I have been trying to search for this and could not find an answer, May be I was not looking at the right places so please bear with me...
Question:
I know that a using
statement calls the dispose method of the object, for example:
using (SqlConnection conn = new SqlConnection(conString))
{
// some work
}
// dispose method for this connection object will be called must.
But what happens to the objects created inside this using
statement?
using (SqlConnection conn = new SqlConnection(conString))
{
SqlCommand cmd = new SqlCommand(query, conn);
// some work
}
Will the dispose method of command object be also called? Or should I do this instead:
using (SqlConnection conn = new SqlConnection(conString))
{
using (SqlCommand cmd = new SqlCommand(query, conn))
{
//some work
}
// some work
}
Which is the best practice and which one will be more efficient ?
Will the dispose method of command object be also called?
No
Or should I do this instead:
Yes
Which is the best practice and which one will be more efficient ?
The one that works - the last one. Note you can avoid "heading right" on the page:
using (SqlConnection conn = new SqlConnection(conString))

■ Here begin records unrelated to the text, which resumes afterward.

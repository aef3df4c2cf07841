use crate::errors::ConfigError;
use mirrordna_canonical::{digest_value, digests_match, ChecksumError, DigestAlg, Timestamp};
use regex::Regex;
use serde::{Deserialize, Serialize};
use serde_json::Value;
use std::collections::{BTreeMap, BTreeSet, HashMap};
use std::fs;
use std::path::{Path, PathBuf};

const CHECKSUM_SUFFIX: &str = ".checksum";
const NAME_PATTERN: &str = r"^[A-Za-z0-9][A-Za-z0-9_.-]*$";

/// Contents of a `<name>.checksum.json` sidecar.
#[derive(Debug, Clone, PartialEq, Eq, Serialize, Deserialize)]
pub struct ConfigChecksum {
    /// Hash algorithm name (always `sha256` when written by this store).
    pub algorithm: String,
    /// Hex digest of the configuration's canonical form.
    pub hash: String,
    /// Caller-supplied configuration version.
    pub version: String,
    /// When the checksum was written.
    pub created_at: String,
}

/// Summary of one stored configuration.
#[derive(Debug, Clone, PartialEq, Eq, Serialize)]
pub struct ConfigListing {
    /// Path of the configuration file.
    pub file: PathBuf,
    /// Whether a checksum sidecar exists.
    pub has_checksum: bool,
    /// Version from the sidecar.
    pub version: Option<String>,
    /// Creation time from the sidecar.
    pub created_at: Option<String>,
}

/// Options for [`ChecksummedConfigStore::load_config`].
#[derive(Debug, Clone, Copy, PartialEq, Eq)]
pub struct LoadOptions {
    /// Verify the configuration against its checksum (default: true).
    pub verify: bool,
    /// Serve from and populate the cache (default: true).
    pub use_cache: bool,
}

impl Default for LoadOptions {
    fn default() -> Self {
        Self {
            verify: true,
            use_cache: true,
        }
    }
}

/// The default store location, `~/.mirrordna/config`.
pub fn default_config_dir() -> Result<PathBuf, ConfigError> {
    directories::BaseDirs::new()
        .map(|dirs| dirs.home_dir().join(".mirrordna").join("config"))
        .ok_or(ConfigError::NoHomeDir)
}

/// Directory of checksummed JSON configurations with a read-through cache.
///
/// The cache belongs to this instance only. Operations that touch it take
/// `&mut self`; share a store across threads only behind external locking.
#[derive(Debug)]
pub struct ChecksummedConfigStore {
    dir: PathBuf,
    cache: HashMap<String, Value>,
    allowed: Option<BTreeSet<String>>,
}

impl ChecksummedConfigStore {
    /// Opens (creating if needed) a store rooted at `dir`.
    pub fn open(dir: impl Into<PathBuf>) -> Result<Self, ConfigError> {
        let dir = dir.into();
        fs::create_dir_all(&dir).map_err(|e| ConfigError::from_io(&dir, e))?;
        Ok(Self {
            dir,
            cache: HashMap::new(),
            allowed: None,
        })
    }

    /// Opens the store at [`default_config_dir`].
    pub fn open_default() -> Result<Self, ConfigError> {
        Self::open(default_config_dir()?)
    }

    /// Restricts loading to the given names and forces verification on.
    pub fn with_allowed_names<I, S>(mut self, names: I) -> Self
    where
        I: IntoIterator<Item = S>,
        S: Into<String>,
    {
        self.allowed = Some(names.into_iter().map(Into::into).collect());
        self
    }

    /// The store's root directory.
    pub fn dir(&self) -> &Path {
        &self.dir
    }

    /// Path of the configuration file for `name`.
    pub fn config_path(&self, name: &str) -> PathBuf {
        self.dir.join(format!("{}.json", name))
    }

    /// Path of the checksum sidecar for `name`.
    pub fn checksum_path(&self, name: &str) -> PathBuf {
        self.dir.join(format!("{}{}.json", name, CHECKSUM_SUFFIX))
    }

    /// Writes a configuration and its checksum sidecar, overwriting both.
    pub fn save_config(
        &mut self,
        name: &str,
        config: &Value,
        version: &str,
    ) -> Result<ConfigChecksum, ConfigError> {
        validate_name(name)?;
        let checksum = ConfigChecksum {
            algorithm: DigestAlg::Sha256.as_str().to_string(),
            hash: digest_value(config)
                .map_err(ChecksumError::from)?
                .to_string(),
            version: version.to_string(),
            created_at: Timestamp::now().to_string(),
        };

        write_json(&self.config_path(name), config)?;
        write_json(&self.checksum_path(name), &checksum)?;
        self.cache.remove(name);
        tracing::debug!(name, hash = %checksum.hash, version, "saved config");
        Ok(checksum)
    }

    /// Loads a configuration.
    ///
    /// With `use_cache`, a cached value is returned without touching disk and a
    /// successful load is cached; without it, any cached entry for `name` is
    /// evicted. With `verify` (always on for allow-listed stores), a missing
    /// sidecar is [`ConfigError::NotFound`] and a mismatch is
    /// [`ConfigError::Integrity`].
    pub fn load_config(&mut self, name: &str, options: LoadOptions) -> Result<Value, ConfigError> {
        validate_name(name)?;
        let verify = self.check_allowed(name)? || options.verify;

        if options.use_cache {
            if let Some(config) = self.cache.get(name) {
                tracing::debug!(name, "config cache hit");
                return Ok(config.clone());
            }
        } else {
            self.cache.remove(name);
        }

        let config = self.read_config(name, verify)?;
        if options.use_cache {
            self.cache.insert(name.to_string(), config.clone());
        }
        Ok(config)
    }

    /// Reads the checksum sidecar for `name`, if present.
    pub fn checksum_info(&self, name: &str) -> Result<Option<ConfigChecksum>, ConfigError> {
        validate_name(name)?;
        let path = self.checksum_path(name);
        match fs::read_to_string(&path) {
            Ok(text) => serde_json::from_str(&text)
                .map(Some)
                .map_err(|source| ConfigError::Parse { path, source }),
            Err(e) if e.kind() == std::io::ErrorKind::NotFound => Ok(None),
            Err(e) => Err(ConfigError::from_io(path, e)),
        }
    }

    /// Returns true if `name` loads and verifies. Never reads from or writes to the cache.
    pub fn verify_integrity(&self, name: &str) -> bool {
        let result = validate_name(name)
            .and_then(|_| self.check_allowed(name))
            .and_then(|_| self.read_config(name, true));
        match result {
            Ok(_) => true,
            Err(err) => {
                tracing::warn!(name, error = %err, "config integrity check failed");
                false
            }
        }
    }

    /// Lists stored configurations (sidecars excluded), keyed by name.
    pub fn list_configs(&self) -> Result<BTreeMap<String, ConfigListing>, ConfigError> {
        let entries = fs::read_dir(&self.dir).map_err(|e| ConfigError::from_io(&self.dir, e))?;
        let mut configs = BTreeMap::new();

        for entry in entries {
            let entry = entry.map_err(|e| ConfigError::from_io(&self.dir, e))?;
            let path = entry.path();
            if path.extension().and_then(|ext| ext.to_str()) != Some("json") || !path.is_file() {
                continue;
            }
            let Some(name) = path.file_stem().and_then(|stem| stem.to_str()) else {
                continue;
            };
            if name.ends_with(CHECKSUM_SUFFIX) || validate_name(name).is_err() {
                continue;
            }

            let checksum = self.checksum_info(name)?;
            configs.insert(
                name.to_string(),
                ConfigListing {
                    file: path.clone(),
                    has_checksum: checksum.is_some(),
                    version: checksum.as_ref().map(|c| c.version.clone()),
                    created_at: checksum.map(|c| c.created_at),
                },
            );
        }
        Ok(configs)
    }

    /// Drops one cached entry, or the whole cache when `name` is `None`.
    pub fn clear_cache(&mut self, name: Option<&str>) {
        match name {
            Some(name) => {
                self.cache.remove(name);
            }
            None => self.cache.clear(),
        }
    }

    /// Whether `name` is currently cached.
    pub fn is_cached(&self, name: &str) -> bool {
        self.cache.contains_key(name)
    }

    // Returns whether verification is forced.
    fn check_allowed(&self, name: &str) -> Result<bool, ConfigError> {
        match &self.allowed {
            Some(allowed) if !allowed.contains(name) => Err(ConfigError::NotAllowed(name.to_string())),
            Some(_) => Ok(true),
            None => Ok(false),
        }
    }

    fn read_config(&self, name: &str, verify: bool) -> Result<Value, ConfigError> {
        let path = self.config_path(name);
        let text = fs::read_to_string(&path).map_err(|e| ConfigError::from_io(&path, e))?;
        let config: Value =
            serde_json::from_str(&text).map_err(|source| ConfigError::Parse { path, source })?;

        if verify {
            let checksum = self
                .checksum_info(name)?
                .ok_or_else(|| ConfigError::NotFound(self.checksum_path(name)))?;
            if checksum.algorithm != DigestAlg::Sha256.as_str() {
                return Err(ConfigError::UnsupportedAlgorithm(checksum.algorithm));
            }
            let actual = digest_value(&config).map_err(ChecksumError::from)?;
            if !digests_match(actual.as_str(), &checksum.hash) {
                tracing::warn!(name, expected = %checksum.hash, actual = %actual, "config checksum mismatch");
                return Err(ConfigError::Integrity {
                    name: name.to_string(),
                    expected: checksum.hash,
                    actual: actual.to_string(),
                });
            }
        }
        tracing::debug!(name, verify, "loaded config");
        Ok(config)
    }
}

fn validate_name(name: &str) -> Result<(), ConfigError> {
    let re = Regex::new(NAME_PATTERN).expect("invalid regex");
    if !re.is_match(name) || name.ends_with(CHECKSUM_SUFFIX) {
        return Err(ConfigError::InvalidName(name.to_string()));
    }
    Ok(())
}

fn write_json<T: Serialize + ?Sized>(path: &Path, value: &T) -> Result<(), ConfigError> {
    let text = serde_json::to_string_pretty(value).map_err(|source| ConfigError::Parse {
        path: path.to_path_buf(),
        source,
    })?;
    fs::write(path, text).map_err(|e| ConfigError::from_io(path, e))
}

using (SqlCommand cmd = new SqlCommand(query, conn))
{
// some work
}
I'm too lazy to use ADO.NET directly; another option is to get a tool to handle everything except the connection (example shown is "dapper", but other tools exist):
using (SqlConnection conn = new SqlConnection(conString))
{
var data = conn.Query<SomeType>(someSql, new { foo, bar }).ToList();
// where @foo and @bar are parameters in the sql
}
then you don't need to worry about the command, data-reader, parameters, etc.